### Required work
Please take the entries below from the first line through the line containing "use super::outbox_service::OutboxService;" and repeat them exactly, leaving out everything after.

### Extracted information
━━━━━━━━

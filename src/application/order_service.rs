use std::collections::BTreeMap;
use std::sync::Arc;

use uuid::Uuid;

use crate::domain::errors::DomainError;
use crate::domain::order::{total_quantity, CustomerOrder, NewCustomerOrder, OrderStatus};
use crate::domain::ports::{OrderRepository, ResellerRepository, SubmissionClient};
use crate::domain::submission::SubmissionRequest;

use super::bulk_submission::consolidate_items;
use super::outbox_service::OutboxService;

#[derive(Debug, Clone, Copy, Default, PartialEq, Eq)]
pub struct DirectSubmissionReport {
    pub processed_orders: usize,
    pub sent_orders: usize,
    pub failed_orders: usize,
}

pub struct OrderService {
    orders: Arc<dyn OrderRepository>,
    resellers: Arc<dyn ResellerRepository>,
    client: Arc<dyn SubmissionClient>,
    outbox: Arc<OutboxService>,
    threshold: i64,
}

impl OrderService {
    pub fn new(
        orders: Arc<dyn OrderRepository>,
        resellers: Arc<dyn ResellerRepository>,
        client: Arc<dyn SubmissionClient>,
        outbox: Arc<OutboxService>,
        threshold: i64,
    ) -> Self {
        Self {
            orders,
            resellers,
            client,
            outbox,
            threshold,
        }
    }

    /// Stores the order, then checks whether the reseller's batch is ready.
    ///
    /// A failed consolidation check is logged and does not undo the order;
    /// the next order for the reseller checks again.
    pub fn create_order(
        &self,
        order: NewCustomerOrder,
    ) -> Result<(CustomerOrder, Option<String>), DomainError> {
        order.validate()?;
        if self.resellers.get_by_id(order.reseller_id)?.is_none() {
            return Err(DomainError::NotFound);
        }

        let created = self.orders.create(order)?;
        log::info!(
            "Created order {} for reseller {} ({} units)",
            created.id,
            created.reseller_id,
            created.total_quantity()
        );

        let correlation_id = match self.outbox.enqueue_if_threshold_met(created.reseller_id) {
            Ok(correlation_id) => correlation_id,
            Err(e) => {
                log::error!(
                    "Consolidation check failed for reseller {}: {}",
                    created.reseller_id,
                    e
                );
                None
            }
        };

        Ok((created, correlation_id))
    }

    pub fn get_order(&self, id: Uuid) -> Result<Option<CustomerOrder>, DomainError> {
        self.orders.find_by_id(id)
    }

    /// Submits every reseller's pending orders synchronously, bypassing the
    /// outbox. Orders of a reseller whose submission fails move to Retry.
    pub fn process_pending_orders(&self) -> Result<DirectSubmissionReport, DomainError> {
        let mut by_reseller: BTreeMap<Uuid, Vec<CustomerOrder>> = BTreeMap::new();
        for order in self.orders.get_pending()? {
            by_reseller.entry(order.reseller_id).or_default().push(order);
        }

        let mut report = DirectSubmissionReport::default();
        for (reseller_id, orders) in by_reseller {
            report.processed_orders += orders.len();

            let total = total_quantity(&orders);
            if total < self.threshold {
                log::info!(
                    "Reseller {} has {} pending units, below the {} unit threshold",
                    reseller_id,
                    total,
                    self.threshold
                );
                continue;
            }

            let Some(reseller) = self.resellers.get_by_id(reseller_id)? else {
                log::warn!("Skipping pending orders of unknown reseller {}", reseller_id);
                continue;
            };

            let request = SubmissionRequest {
                reseller_identifier: reseller.document_number.clone(),
                items: consolidate_items(&orders),
            };

            match self.client.submit(&request) {
                Ok(receipt) => {
                    for mut order in orders {
                        order.mark_sent(&receipt.reference_number);
                        self.orders.update(&order)?;
                        report.sent_orders += 1;
                    }
                    log::info!(
                        "Direct submission for reseller {} accepted as {}",
                        reseller_id,
                        receipt.reference_number
                    );
                }
                Err(e) => {
                    log::error!("Direct submission for reseller {} failed: {}", reseller_id, e);
                    for mut order in orders {
                        order.status = OrderStatus::Retry;
                        self.orders.update(&order)?;
                        report.failed_orders += 1;
                    }
                }
            }
        }

        Ok(report)
    }
}

#[cfg(test)]
mod tests {
    use super::*;
    use crate::application::bulk_submission::BulkSubmissionHandler;
    use crate::application::consolidation::ConsolidationTrigger;
    use crate::application::processor::MessageProcessor;
    use crate::domain::order::OrderItem;
    use crate::domain::outbox::PayloadRegistry;
    use crate::infrastructure::memory::{
        item, order_with_quantity, reseller, FakeSubmissionClient, InMemoryOrders, InMemoryOutbox,
        InMemoryResellers,
    };

    struct Fixture {
        orders: Arc<InMemoryOrders>,
        resellers: Arc<InMemoryResellers>,
        outbox: Arc<InMemoryOutbox>,
        service: OrderService,
    }

    fn fixture(client: FakeSubmissionClient) -> Fixture {
        let orders = Arc::new(InMemoryOrders::default());
        let resellers = Arc::new(InMemoryResellers::default());
        let outbox = Arc::new(InMemoryOutbox::default());
        let client: Arc<dyn SubmissionClient> = Arc::new(client);
        let trigger = ConsolidationTrigger::new(orders.clone(), outbox.clone(), 1000, 3);
        let handler =
            BulkSubmissionHandler::new(orders.clone(), resellers.clone(), client.clone(), 1000);
        let processor =
            MessageProcessor::new(outbox.clone(), PayloadRegistry::default(), handler, "w", false);
        let outbox_service = Arc::new(OutboxService::new(outbox.clone(), trigger, processor, 10));
        let service = OrderService::new(
            orders.clone(),
            resellers.clone(),
            client,
            outbox_service,
            1000,
        );
        Fixture {
            orders,
            resellers,
            outbox,
            service,
        }
    }

    fn new_order(reseller_id: Uuid, items: Vec<OrderItem>) -> NewCustomerOrder {
        NewCustomerOrder {
            reseller_id,
            customer_identification: "customer-7".to_string(),
            items,
        }
    }

    #[test]
    fn order_crossing_threshold_returns_correlation_id() {
        let f = fixture(FakeSubmissionClient::succeeding("AMB-1"));
        let reseller_id = Uuid::new_v4();
        f.resellers.insert(reseller(reseller_id));
        f.orders.insert(order_with_quantity(reseller_id, 600));
        f.orders.insert(order_with_quantity(reseller_id, 400));

        let (created, correlation_id) = f
            .service
            .create_order(new_order(reseller_id, vec![item("SKU-2", "Guaraná", 1, 2)]))
            .unwrap();

        assert_eq!(created.status, OrderStatus::Pending);
        let correlation_id = correlation_id.expect("threshold crossed");
        let items = f.outbox.all();
        assert_eq!(items.len(), 1);
        assert_eq!(items[0].correlation_id, correlation_id);
    }

    #[test]
    fn order_below_threshold_enqueues_nothing() {
        let f = fixture(FakeSubmissionClient::succeeding("AMB-1"));
        let reseller_id = Uuid::new_v4();
        f.resellers.insert(reseller(reseller_id));
        f.orders.insert(order_with_quantity(reseller_id, 300));

        let (_, correlation_id) = f
            .service
            .create_order(new_order(reseller_id, vec![item("SKU-1", "Pilsen", 200, 3)]))
            .unwrap();

        assert!(correlation_id.is_none());
        assert!(f.outbox.all().is_empty());
    }

    #[test]
    fn order_for_unknown_reseller_is_rejected() {
        let f = fixture(FakeSubmissionClient::succeeding("AMB-1"));

        let err = f
            .service
            .create_order(new_order(Uuid::new_v4(), vec![item("SKU-1", "Pilsen", 1, 3)]))
            .unwrap_err();

        assert!(matches!(err, DomainError::NotFound));
    }

    #[test]
    fn direct_submission_sends_resellers_over_threshold() {
        let f = fixture(FakeSubmissionClient::succeeding("AMB-55"));
        let big = Uuid::new_v4();
        let small = Uuid::new_v4();
        f.resellers.insert(reseller(big));
        f.resellers.insert(reseller(small));
        let a = f.orders.insert(order_with_quantity(big, 700));
        let b = f.orders.insert(order_with_quantity(big, 300));
        let c = f.orders.insert(order_with_quantity(small, 10));

        let report = f.service.process_pending_orders().unwrap();

        assert_eq!(
            report,
            DirectSubmissionReport {
                processed_orders: 3,
                sent_orders: 2,
                failed_orders: 0,
            }
        );
        assert_eq!(f.orders.get(a).external_order_number.as_deref(), Some("AMB-55"));
        assert_eq!(f.orders.get(b).status, OrderStatus::SentToAmbev);
        assert_eq!(f.orders.get(c).status, OrderStatus::Pending);
    }

    #[test]
    fn direct_submission_failure_moves_orders_to_retry() {
        let f = fixture(FakeSubmissionClient::always_failing());
        let reseller_id = Uuid::new_v4();
        f.resellers.insert(reseller(reseller_id));
        let a = f.orders.insert(order_with_quantity(reseller_id, 1000));

        let report = f.service.process_pending_orders().unwrap();

        assert_eq!(report.failed_orders, 1);
        assert_eq!(f.orders.get(a).status, OrderStatus::Retry);

        // Retry orders are picked up again on the next run.
        let again = f.service.process_pending_orders().unwrap();
        assert_eq!(again.processed_orders, 1);
    }
}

━━━━━━━━

### Solution
filename src/application/order_service.rs
use std::collections::BTreeMap;
use std::sync::Arc;

use uuid::Uuid;

use crate::domain::errors::DomainError;
use crate::domain::order::{total_quantity, CustomerOrder, NewCustomerOrder, OrderStatus};
use crate::domain::ports::{OrderRepository, ResellerRepository, SubmissionClient};
use crate::domain::submission::SubmissionRequest;

use super::bulk_submission::consolidate_items;
use super::outbox_service::OutboxService;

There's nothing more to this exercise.